*** RECORDS FOR THE TASK ***
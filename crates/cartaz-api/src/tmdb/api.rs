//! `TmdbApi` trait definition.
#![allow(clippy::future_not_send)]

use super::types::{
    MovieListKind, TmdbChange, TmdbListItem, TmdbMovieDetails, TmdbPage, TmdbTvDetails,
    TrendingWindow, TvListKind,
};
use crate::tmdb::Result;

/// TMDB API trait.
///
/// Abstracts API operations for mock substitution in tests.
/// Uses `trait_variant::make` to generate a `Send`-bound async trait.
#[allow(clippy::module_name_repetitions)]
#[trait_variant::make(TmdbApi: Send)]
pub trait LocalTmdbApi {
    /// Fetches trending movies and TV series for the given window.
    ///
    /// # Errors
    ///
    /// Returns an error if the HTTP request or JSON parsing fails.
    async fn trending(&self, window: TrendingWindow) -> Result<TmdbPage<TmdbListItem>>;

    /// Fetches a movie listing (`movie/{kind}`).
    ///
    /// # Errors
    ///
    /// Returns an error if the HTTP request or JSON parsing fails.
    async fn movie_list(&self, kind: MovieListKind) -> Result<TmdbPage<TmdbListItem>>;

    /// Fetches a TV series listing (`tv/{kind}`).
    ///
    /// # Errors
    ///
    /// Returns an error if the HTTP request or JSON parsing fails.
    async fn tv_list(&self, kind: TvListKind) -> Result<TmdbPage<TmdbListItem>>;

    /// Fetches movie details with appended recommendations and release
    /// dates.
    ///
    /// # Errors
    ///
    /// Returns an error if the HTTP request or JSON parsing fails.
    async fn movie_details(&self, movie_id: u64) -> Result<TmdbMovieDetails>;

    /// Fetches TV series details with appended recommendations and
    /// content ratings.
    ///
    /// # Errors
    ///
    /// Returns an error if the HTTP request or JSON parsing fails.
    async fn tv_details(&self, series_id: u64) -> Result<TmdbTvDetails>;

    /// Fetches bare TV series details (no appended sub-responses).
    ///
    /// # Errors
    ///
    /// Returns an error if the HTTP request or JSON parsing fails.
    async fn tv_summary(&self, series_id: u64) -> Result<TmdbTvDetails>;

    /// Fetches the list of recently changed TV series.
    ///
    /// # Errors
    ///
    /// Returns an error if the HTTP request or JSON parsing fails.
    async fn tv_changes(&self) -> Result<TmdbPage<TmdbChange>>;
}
*** End of RECORDS FOR THE TASK ***
◆ ASSIGNED TASK ◆
Pick out each line in the material containing "recommendations".

◆ ANSWER BOX ◆
    /// Fetches movie details with appended recommendations and release
    /// Fetches TV series details with appended recommendations and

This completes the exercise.